Ragazzo ucciso 12 anni fa Il padre: chiedo giustizia
L’omicida marocchino venne condannato ma sfuggì al carcere perché espulso Il genitore scrive a Pigliaru: siamo morti due volte, ci aiuti a ritrovare la pace
ARZACHENA. Dopo dodici anni il dolore lacera ancora il cuore e l'anima di papà Paolo. Chiede giustizia per il delitto del figlio diciassettenne. Vuole che lo Stato sia al fianco della sua famiglia, scrive al governatore Pigliaru: «Abbiamo perso i valori della vita, non si può morire due volte». Il giovane Pierpaolo Meloni fu ucciso in paese con un fendente al cuore la notte dell’ 1 giugno 2003. L'assassino venne condannato, sentenza poi passata in giudicato, a 15 anni di carcere. Ma per un vizio di forma, il marocchino Kamil Abderrahmann, che all'epoca aveva 23 anni, sparì nel nulla: rimesso in libertà qualche mese dopo l'omidicio, ricevette poi un decreto di esplusione.
Il sogno. Paolo Meloni, 55 anni, è un piccolo impresario. Porta avanti l'azienda che aveva deciso di mettere su col figlio: «Era un sogno condiviso – racconta –, contavamo i giorni, avremmo costituito una società al compimento dei suoi 18 anni». Non si dà pace.
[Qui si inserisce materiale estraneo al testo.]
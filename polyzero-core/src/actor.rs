//! Batched leaf-evaluator capability
//!
//! The engine accumulates leaves into numbered batch slots, asks for one
//! forward pass per synchronisation point, then collects results per slot.
//! Call order per rollout sweep: `batch_resize` once, then
//! `batch_prepare`* → `batch_evaluate` → `batch_result`*.

use parking_lot::Mutex;

use crate::state::{PlayerId, State};

/// Evaluation output for one state.
///
/// `policy` has one prior per action of the state's action space and is
/// empty for terminal states. `value` is from the perspective of
/// `player_id`, the player whose turn produced the state.
#[derive(Clone, Debug, Default)]
pub struct PiVal {
    pub policy: Vec<f32>,
    pub value: f32,
    pub player_id: PlayerId,
    /// Recurrent evaluator state carried along the descent path, if any.
    pub rnn_state: Vec<f32>,
}

impl PiVal {
    /// Clear all fields, keeping allocations for reuse.
    pub fn reset(&mut self) {
        self.policy.clear();
        self.value = 0.0;
        self.player_id = 0;
        self.rnn_state.clear();
    }
}

/// Batched evaluator contract.
///
/// `batch_prepare` and `batch_result` are called from worker threads on
/// disjoint slot indices; `batch_resize` and `batch_evaluate` are called by
/// the orchestrating thread alone. Implementations therefore need interior
/// mutability.
pub trait Actor: Send + Sync {
    /// Size the batch to `n` slots.
    fn batch_resize(&self, n: usize);

    /// Record the state in slot `index` for the next forward pass.
    fn batch_prepare(&self, index: usize, state: &dyn State, rnn_state: &[f32]);

    /// Run one forward pass over the first `n` slots.
    fn batch_evaluate(&self, n: usize);

    /// Fetch the result for slot `index` into `pi_val`.
    fn batch_result(&self, index: usize, state: &dyn State, pi_val: &mut PiVal);
}

/// Baseline evaluator: uniform priors, zero value.
///
/// Useful as a network-free stand-in for plumbing tests and benchmarks.
pub struct UniformActor {
    slots: Mutex<Vec<(PlayerId, usize)>>,
}

impl UniformActor {
    pub fn new() -> Self {
        Self {
            slots: Mutex::new(Vec::new()),
        }
    }
}

impl Default for UniformActor {
    fn default() -> Self {
        Self::new()
    }
}

impl Actor for UniformActor {
    fn batch_resize(&self, n: usize) {
        self.slots.lock().resize(n, (0, 0));
    }

    fn batch_prepare(&self, index: usize, state: &dyn State, _rnn_state: &[f32]) {
        self.slots.lock()[index] = (state.current_player(), state.action_space());
    }

    fn batch_evaluate(&self, _n: usize) {}

    fn batch_result(&self, index: usize, _state: &dyn State, pi_val: &mut PiVal) {
        let (player, actions) = self.slots.lock()[index];
        pi_val.reset();
        pi_val.policy.resize(actions, 1.0 / actions.max(1) as f32);
        pi_val.value = 0.0;
        pi_val.player_id = player;
    }
}

#[cfg(test)]
mod tests {
    use super::*;
    use std::any::Any;

    #[derive(Clone)]
    struct Stub;

    impl State for Stub {
        fn clone_state(&self) -> Box<dyn State> {
            Box::new(self.clone())
        }
        fn copy_from(&mut self, _other: &dyn State) {}
        fn forward(&mut self, _action: crate::Action) {}
        fn terminated(&self) -> bool {
            false
        }
        fn get_reward(&self, _player: PlayerId) -> f32 {
            0.0
        }
        fn current_player(&self) -> PlayerId {
            1
        }
        fn hash(&self) -> u64 {
            0
        }
        fn is_stochastic(&self) -> bool {
            false
        }
        fn action_space(&self) -> usize {
            4
        }
        fn as_any(&self) -> &dyn Any {
            self
        }
    }

    #[test]
    fn test_uniform_actor_policy() {
        let actor = UniformActor::new();
        actor.batch_resize(2);
        actor.batch_prepare(1, &Stub, &[]);
        actor.batch_evaluate(2);

        let mut pi = PiVal::default();
        actor.batch_result(1, &Stub, &mut pi);
        assert_eq!(pi.player_id, 1);
        assert_eq!(pi.policy.len(), 4);
        assert!((pi.policy.iter().sum::<f32>() - 1.0).abs() < 1e-6);
    }

    #[test]
    fn test_pival_reset_keeps_capacity() {
        let mut pi = PiVal {
            policy: Vec::with_capacity(64),
            value: 1.0,
            player_id: 3,
            rnn_state: vec![0.5; 8],
        };
        pi.policy.extend_from_slice(&[0.25; 4]);
        pi.reset();
        assert!(pi.policy.is_empty());
        assert!(pi.policy.capacity() >= 64);
        assert_eq!(pi.value, 0.0);
        assert!(pi.rnn_state.is_empty());
    }
}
Vuole fare che la vicenda abbia la conclusione che era stata definita dal tribunale. «L'assassino è ancora a piede libero – dice –, non voglio vendetta, cerco solo giustizia. Chiedo che il caso venga riaperto. Quella coltellata mortale inferta dodici anni fa a Pierpaolo ancora oggi fa sanguinare i nostri cuori, in cerca di pace».
Lo Stato. La famiglia chiede che lo Stato sia al suo fianco. Il padre ha così inviato una lettera al presidente della Regione, Francesco Pigliaru: «Mi dica lei cosa dobbiamo fare. Un ragazzo di 17 anni è stato ucciso, ma il colpevole è libero da 12 anni. Vorrei che mi desse una risposta, se possibile. Abbiamo perso i valori della vita, non si può morire due volte».
Il fatto. Nella lettera descrive in modo accurato quanto accaduto. «Il 3 giugno iniziò un lungo calvario per la nostra famiglia. L'autore del gesto fu arrestato la stessa sera del delitto e, reo confesso, venne scarcerato dopo un anno, perché il giudice si era dimenticato di firmare la custodia cautelare. Almeno così ci era stato detto – sottolinea il padre –. Abbiamo poi appurato che si trasferì in Romagna, ma lì commise un altro reato. Finì in carcere, ma venne rilasciato perché per lo Stato non risultava avere commesso altri reati. Abbiamo davvero perso i valori della vita, chiediamo solo giustizia».
La scelta. Il padre lotta da anni. «Lo Stato deve intervenire – ripete –. Non possono esserci due pesi e due misure, perché se non pago le tasse della mia piccola impresa gli esattori mi vengono a cercare e mi trovano. E il debito poi lo devo comunque saldare». Quando guarda le foto del figlio non nasconde la commozione: «Sa, è più difficile vivere che farsi giustizia. Voglio, vogliamo andare avanti per lui. Conserviamo bellissimi ricordi. Era un ragazzo tranquillo. Compiuti i 15 anni aveva scelto di lavorare con me. Era l'unico figlio maschio, abbiamo due femmine e per fortuna anche un nipotino. Gli piaceva uscire con gli amici nei giorni di festa, ma rientrava a casa alle 20, perché il mattino dopo, alle 7, voleva varcare puntuale la soglia del cantiere. Non ho buttato via nulla, conservo i suoi attrezzi da lavoro».
Lo sport. Il giovane Pierpaolo Meloni era un grande appassionato di calcio. «Era arrivato ad alti livelli – ricorda orgoglioso il padre –. Il percorso era iniziato con la Smeralda calcio, poi era approdato alla juniores Arzachena, si allenava con la prima squadra “Polisportiva Arzachena”, che in quegli anni militava nel campionato di Eccellenza. In suo ricordo collaboro con l'attuale società “Stella Smeralda”, il sodalizio ricorda spesso mio figlio. Ci sono sempre molto vicini, come tutto il paese». La famiglia conserva intatte le borse di calcio del ragazzo: «Sono ancora sporche dall'ultima partita che disputò a Ploaghe – ricorda il padre –. A noi piace ricordarlo anche così».